Results-Oriented Management

It is important to note that performance standards for teleworking employees must be the same as performance standards for non-teleworking employees. Management expectations for performance should be clearly addressed in the employee's performance plan, and the performance plan should be reviewed to ensure the standards do not create inequities or inconsistencies between teleworking and non-teleworking employees. Like non-teleworking employees, teleworkers are held accountable for the results they produce. Good performance management techniques practiced by the manager will mean a smoother, easier transition to a telework environment.  Performance management is the systematic process by which an agency involves its employees, as individuals and members of a group, in improving organizational effectiveness in the accomplishment of agency mission and goals.  For more information, visit OPM's Performance Management page

A results-oriented performance culture system focuses on having a diverse, results-oriented, high-performing workforce, as well as a performance management system that effectively plans, monitors, develops, rates, and rewards employee performance.  In a telework environment, managing by results and not by physical presence becomes even more critical.  Managers should establish a clear definition of objectives and performance indicators, and ensure close monitoring of those indicators.  For more information, visit OPM's Performance Culture page.

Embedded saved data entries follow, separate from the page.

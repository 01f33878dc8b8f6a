/*!
 * Core Module
 * Fundamental simulator types and error handling
 */

pub mod errors;
pub mod types;

pub use errors::*;
pub use types::*;
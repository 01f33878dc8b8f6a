/*!
 * Deadlock Detector
 * Wait-for graph derived on demand from process state and the resource table
 */

use crate::core::types::{Pid, ResourceId};
use crate::process::Process;
use crate::resources::ResourceTable;
use ahash::{HashMap, HashMapExt};
use std::collections::BTreeMap;

/// Wait-for graph over currently blocked processes.
///
/// Edge A → B iff A is blocked on a resource owned by B. A blocked process
/// waits on exactly one resource, so out-degree is at most one and cycle
/// detection reduces to colored chain-walking.
#[derive(Debug)]
pub struct WaitForGraph {
    edges: HashMap<Pid, Pid>,
    blocked: Vec<Pid>,
}

#[derive(Clone, Copy, PartialEq, Eq)]
enum Color {
    Gray,
    Black,
}

impl WaitForGraph {
    /// Derive the graph from current state; never stored between steps so it
    /// cannot drift from actual ownership.
    #[must_use]
    pub fn build(processes: &BTreeMap<Pid, Process>, resources: &ResourceTable) -> Self {
        let mut edges = HashMap::new();
        let mut blocked = Vec::new();
        for process in processes.values().filter(|p| p.is_blocked()) {
            blocked.push(process.pid);
            if let Some(owner) = process.blocked_on.and_then(|r| resources.owner(r)) {
                edges.insert(process.pid, owner);
            }
        }
        Self { edges, blocked }
    }

    /// Members of the first cycle found, in ascending pid order, or an empty
    /// vector when the graph is acyclic. With several disjoint cycles one is
    /// reported per call; re-derive after resolving to find the rest.
    #[must_use]
    pub fn find_cycle(&self) -> Vec<Pid> {
        let mut colors: HashMap<Pid, Color> = HashMap::new();

        // Blocked pids come from a BTreeMap, so start points are ascending
        // and the result is deterministic.
        for &start in &self.blocked {
            if colors.contains_key(&start) {
                continue;
            }

            let mut chain = Vec::new();
            let mut node = start;
            let cycle_entry = loop {
                colors.insert(node, Color::Gray);
                chain.push(node);
                let Some(&next) = self.edges.get(&node) else {
                    break None;
                };
                match colors.get(&next) {
                    // Walked back into the current chain: cycle at `next`
                    Some(Color::Gray) => break Some(next),
                    Some(Color::Black) => break None,
                    None => node = next,
                }
            };

            if let Some(entry) = cycle_entry {
                let mut cycle = self.collect_cycle(entry);
                cycle.sort_unstable();
                return cycle;
            }

            // Chain exhausted without a cycle; retire it
            for visited in chain {
                colors.insert(visited, Color::Black);
            }
        }

        Vec::new()
    }

    fn collect_cycle(&self, entry: Pid) -> Vec<Pid> {
        let mut cycle = vec![entry];
        let mut node = self.edges[&entry];
        while node != entry {
            cycle.push(node);
            node = self.edges[&node];
        }
        cycle
    }
}

/// Resources the cycle is wedged on: each member's blocked-on resource.
/// Owned by a cycle member by construction; sorted and deduplicated for a
/// deterministic candidate list.
#[must_use]
pub fn cycle_resources(cycle: &[Pid], processes: &BTreeMap<Pid, Process>) -> Vec<ResourceId> {
    let mut candidates: Vec<ResourceId> = cycle
        .iter()
        .filter_map(|pid| processes.get(pid).and_then(|p| p.blocked_on))
        .collect();
    candidates.sort_unstable();
    candidates.dedup();
    candidates
}
/*!
 * Process Types
 * Instruction variants and lifecycle states
 */

use crate::core::types::{ResourceId, Tick};
use serde::{Deserialize, Serialize};

/// One step of a process script, fixed at load time
#[derive(Debug, Clone, Copy, PartialEq, Eq, Serialize, Deserialize)]
#[serde(rename_all = "snake_case")]
pub enum Instruction {
    /// Acquire exclusive ownership of a resource, blocking if it is taken
    Request(ResourceId),
    /// Consume the given number of simulated ticks of computation
    Wait(Tick),
    /// Terminate and release every held resource
    End,
}

/// Process lifecycle state
#[derive(Debug, Clone, Copy, PartialEq, Eq, Serialize, Deserialize)]
#[serde(rename_all = "snake_case")]
pub enum ProcessState {
    /// Loaded but not yet admitted to the ready queue
    New,
    /// Admitted and runnable
    Ready,
    /// Currently executing an instruction step
    Running,
    /// Parked on exactly one resource wait queue
    Blocked,
    /// Finished or aborted; absorbing
    Terminated,
}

In addition to guidance issued by OPM, managers may also benefit from a tool developed by the Arizona State Telework Program  that suggests the following RESULTS steps:  

  • Review current job tasks and responsibilities.
  • Establish measurable outcomes and deliverables.
  • Specify who receives or monitors the outcomes and deliverables, and when interim checkpoints and due dates will occur.
  • Use language that avoids subjectivity, vagueness and interpretation. Be clear and specific to avoid misunderstanding about what is required.
  • Link outcomes and deliverables to organizational goals. It is important that employees understand the importance of our work functions in relationship to the organization’s goals, mission, products and services.
  • Track performance results. Tracking results allows you to compare from review period to review period how you are doing.
  • Schedule ongoing evaluation and revise as necessary. This applies to both ongoing, formal evaluation of your job performance and the results-oriented management process.  Make changes to each of these as appropriate.